Your task:
Copy out the entries exactly, from the first line to the last.

Start of Given records

//! Deterministic artifact locations.
//!
//! Every path is a function of (job id, animation, kind), so callers can predict download
//! locations without reading the job record.
//!
//! ```text
//! <root>/<job>/<anim>_raw.png
//! <root>/<job>/<anim>_sheet.png
//! <root>/<job>/<anim>.gif
//! <root>/<job>/<anim>/frame_NN.png
//! <root>/<job>/combined_sheet.png
//! <root>/<job>/metadata.json
//! ```

use std::path::{Path, PathBuf};

use super::JobId;

/// URL prefix the HTTP layer serves the output root under.
pub const DEFAULT_URL_PREFIX: &str = "/outputs";

#[derive(Debug, Clone, Copy, PartialEq, Eq)]
pub enum ArtifactKind<'a> {
    RawSheet(&'a str),
    Sheet(&'a str),
    Gif(&'a str),
    Frame(&'a str, usize),
    CombinedSheet,
    Metadata,
}

impl ArtifactKind<'_> {
    /// Path relative to the job directory, always `/`-separated.
    pub fn relative(&self) -> String {
        match self {
            Self::RawSheet(anim) => format!("{}_raw.png", anim),
            Self::Sheet(anim) => format!("{}_sheet.png", anim),
            Self::Gif(anim) => format!("{}.gif", anim),
            Self::Frame(anim, index) => format!("{}/frame_{:02}.png", anim, index),
            Self::CombinedSheet => "combined_sheet.png".to_string(),
            Self::Metadata => "metadata.json".to_string(),
        }
    }
}

#[derive(Debug, Clone)]
pub struct ArtifactLayout {
    root: PathBuf,
    url_prefix: String,
}

impl ArtifactLayout {
    pub fn new(root: impl Into<PathBuf>) -> Self {
        Self {
            root: root.into(),
            url_prefix: DEFAULT_URL_PREFIX.to_string(),
        }
    }

    pub fn with_url_prefix(mut self, prefix: impl Into<String>) -> Self {
        self.url_prefix = prefix.into().trim_end_matches('/').to_string();
        self
    }

    pub fn root(&self) -> &Path {
        &self.root
    }

    pub fn job_dir(&self, job: &JobId) -> PathBuf {
        self.root.join(job.as_str())
    }

    /// Directory holding the individual frames of one animation.
    pub fn frame_dir(&self, job: &JobId, animation: &str) -> PathBuf {
        self.job_dir(job).join(animation)
    }

    pub fn path(&self, job: &JobId, kind: ArtifactKind<'_>) -> PathBuf {
        let mut path = self.job_dir(job);
        for part in kind.relative().split('/') {
            path.push(part);
        }
        path
    }

    pub fn url(&self, job: &JobId, kind: ArtifactKind<'_>) -> String {
        format!("{}/{}/{}", self.url_prefix, job, kind.relative())
    }
}

impl Default for ArtifactLayout {
    fn default() -> Self {
        Self::new("outputs")
    }
}
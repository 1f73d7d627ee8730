//! Job record storage injected into the runner.

use std::collections::HashMap;
use std::sync::RwLock;

use chrono::Utc;

use super::{JobId, JobRecord, JobStatus};
use crate::error::{SpriteError, SpriteResult};

pub trait JobStore: Send + Sync {
    fn get(&self, id: &JobId) -> Option<JobRecord>;

    /// Insert or replace a record.
    fn put(&self, record: JobRecord);

    /// Apply `f` to a stored record, bump `updated_at`, and return the new state.
    fn update(&self, id: &JobId, f: &mut dyn FnMut(&mut JobRecord)) -> SpriteResult<JobRecord>;

    /// Move a record from `expected` to `next` in one step. Any other current status is a
    /// state error and leaves the record untouched.
    fn swap_status(
        &self,
        id: &JobId,
        expected: &JobStatus,
        next: JobStatus,
    ) -> SpriteResult<JobRecord>;
}

/// Process-local store. Records are lost on exit.
#[derive(Debug, Default)]
pub struct InMemoryJobStore {
    records: RwLock<HashMap<JobId, JobRecord>>,
}

impl InMemoryJobStore {
    pub fn new() -> Self {
        Self::default()
    }

    pub fn len(&self) -> usize {
        self.records.read().unwrap_or_else(|e| e.into_inner()).len()
    }

    pub fn is_empty(&self) -> bool {
        self.len() == 0
    }
}

impl JobStore for InMemoryJobStore {
    fn get(&self, id: &JobId) -> Option<JobRecord> {
        self.records
            .read()
            .unwrap_or_else(|e| e.into_inner())
            .get(id)
            .cloned()
    }

    fn put(&self, record: JobRecord) {
        self.records
            .write()
            .unwrap_or_else(|e| e.into_inner())
            .insert(record.id.clone(), record);
    }

    fn update(&self, id: &JobId, f: &mut dyn FnMut(&mut JobRecord)) -> SpriteResult<JobRecord> {
        let mut records = self.records.write().unwrap_or_else(|e| e.into_inner());
        let record = records
            .get_mut(id)
            .ok_or_else(|| SpriteError::validation("job_id", "known job", id.as_str()))?;
        f(record);
        record.updated_at = Utc::now();
        Ok(record.clone())
    }

    fn swap_status(
        &self,
        id: &JobId,
        expected: &JobStatus,
        next: JobStatus,
    ) -> SpriteResult<JobRecord> {
        let mut records = self.records.write().unwrap_or_else(|e| e.into_inner());
        let record = records
            .get_mut(id)
            .ok_or_else(|| SpriteError::validation("job_id", "known job", id.as_str()))?;
        if record.status != *expected {
            return Err(SpriteError::state(
                record.status.to_string(),
                format!("enter {}", next),
                format!("job is not {}", expected),
            ));
        }
        record.status = next;
        record.updated_at = Utc::now();
        Ok(record.clone())
    }
}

End of Given records

Answer space:
//! Deterministic artifact locations.
//!
//! Every path is a function of (job id, animation, kind), so callers can predict download
//! locations without reading the job record.
//!
//! ```text
//! <root>/<job>/<anim>_raw.png
//! <root>/<job>/<anim>_sheet.png
//! <root>/<job>/<anim>.gif
//! <root>/<job>/<anim>/frame_NN.png
//! <root>/<job>/combined_sheet.png
//! <root>/<job>/metadata.json
//! ```

use std::path::{Path, PathBuf};

use super::JobId;

/// URL prefix the HTTP layer serves the output root under.
pub const DEFAULT_URL_PREFIX: &str = "/outputs";

#[derive(Debug, Clone, Copy, PartialEq, Eq)]
pub enum ArtifactKind<'a> {
    RawSheet(&'a str),
    Sheet(&'a str),
    Gif(&'a str),
    Frame(&'a str, usize),
    CombinedSheet,
    Metadata,
}

impl ArtifactKind<'_> {
    /// Path relative to the job directory, always `/`-separated.
    pub fn relative(&self) -> String {
        match self {
            Self::RawSheet(anim) => format!("{}_raw.png", anim),
            Self::Sheet(anim) => format!("{}_sheet.png", anim),
            Self::Gif(anim) => format!("{}.gif", anim),
            Self::Frame(anim, index) => format!("{}/frame_{:02}.png", anim, index),
            Self::CombinedSheet => "combined_sheet.png".to_string(),
            Self::Metadata => "metadata.json".to_string(),
        }
    }
}

#[derive(Debug, Clone)]
pub struct ArtifactLayout {
    root: PathBuf,
    url_prefix: String,
}

impl ArtifactLayout {
    pub fn new(root: impl Into<PathBuf>) -> Self {
        Self {
            root: root.into(),
            url_prefix: DEFAULT_URL_PREFIX.to_string(),
        }
    }

    pub fn with_url_prefix(mut self, prefix: impl Into<String>) -> Self {
        self.url_prefix = prefix.into().trim_end_matches('/').to_string();
        self
    }

    pub fn root(&self) -> &Path {
        &self.root
    }

    pub fn job_dir(&self, job: &JobId) -> PathBuf {
        self.root.join(job.as_str())
    }

    /// Directory holding the individual frames of one animation.
    pub fn frame_dir(&self, job: &JobId, animation: &str) -> PathBuf {
        self.job_dir(job).join(animation)
    }

    pub fn path(&self, job: &JobId, kind: ArtifactKind<'_>) -> PathBuf {
        let mut path = self.job_dir(job);
        for part in kind.relative().split('/') {
            path.push(part);
        }
        path
    }

    pub fn url(&self, job: &JobId, kind: ArtifactKind<'_>) -> String {
        format!("{}/{}/{}", self.url_prefix, job, kind.relative())
    }
}

impl Default for ArtifactLayout {
    fn default() -> Self {
        Self::new("outputs")
    }
}
repository 1f73d7d627ee8730
//! Job record storage injected into the runner.

use std::collections::HashMap;
use std::sync::RwLock;

use chrono::Utc;

use super::{JobId, JobRecord, JobStatus};
use crate::error::{SpriteError, SpriteResult};

pub trait JobStore: Send + Sync {
    fn get(&self, id: &JobId) -> Option<JobRecord>;

    /// Insert or replace a record.
    fn put(&self, record: JobRecord);

    /// Apply `f` to a stored record, bump `updated_at`, and return the new state.
    fn update(&self, id: &JobId, f: &mut dyn FnMut(&mut JobRecord)) -> SpriteResult<JobRecord>;

    /// Move a record from `expected` to `next` in one step. Any other current status is a
    /// state error and leaves the record untouched.
    fn swap_status(
        &self,
        id: &JobId,
        expected: &JobStatus,
        next: JobStatus,
    ) -> SpriteResult<JobRecord>;
}

/// Process-local store. Records are lost on exit.
#[derive(Debug, Default)]
pub struct InMemoryJobStore {
    records: RwLock<HashMap<JobId, JobRecord>>,
}

impl InMemoryJobStore {
    pub fn new() -> Self {
        Self::default()
    }

    pub fn len(&self) -> usize {
        self.records.read().unwrap_or_else(|e| e.into_inner()).len()
    }

    pub fn is_empty(&self) -> bool {
        self.len() == 0
    }
}

impl JobStore for InMemoryJobStore {
    fn get(&self, id: &JobId) -> Option<JobRecord> {
        self.records
            .read()
            .unwrap_or_else(|e| e.into_inner())
            .get(id)
            .cloned()
    }

    fn put(&self, record: JobRecord) {
        self.records
            .write()
            .unwrap_or_else(|e| e.into_inner())
            .insert(record.id.clone(), record);
    }

    fn update(&self, id: &JobId, f: &mut dyn FnMut(&mut JobRecord)) -> SpriteResult<JobRecord> {
        let mut records = self.records.write().unwrap_or_else(|e| e.into_inner());
        let record = records
            .get_mut(id)
            .ok_or_else(|| SpriteError::validation("job_id", "known job", id.as_str()))?;
        f(record);
        record.updated_at = Utc::now();
        Ok(record.clone())
    }

    fn swap_status(
        &self,
        id: &JobId,
        expected: &JobStatus,
        next: JobStatus,
    ) -> SpriteResult<JobRecord> {
        let mut records = self.records.write().unwrap_or_else(|e| e.into_inner());
        let record = records
            .get_mut(id)
            .ok_or_else(|| SpriteError::validation("job_id", "known job", id.as_str()))?;
        if record.status != *expected {
            return Err(SpriteError::state(
                record.status.to_string(),
                format!("enter {}", next),
                format!("job is not {}", expected),
            ));
        }
        record.status = next;
        record.updated_at = Utc::now();
        Ok(record.clone())
    }
}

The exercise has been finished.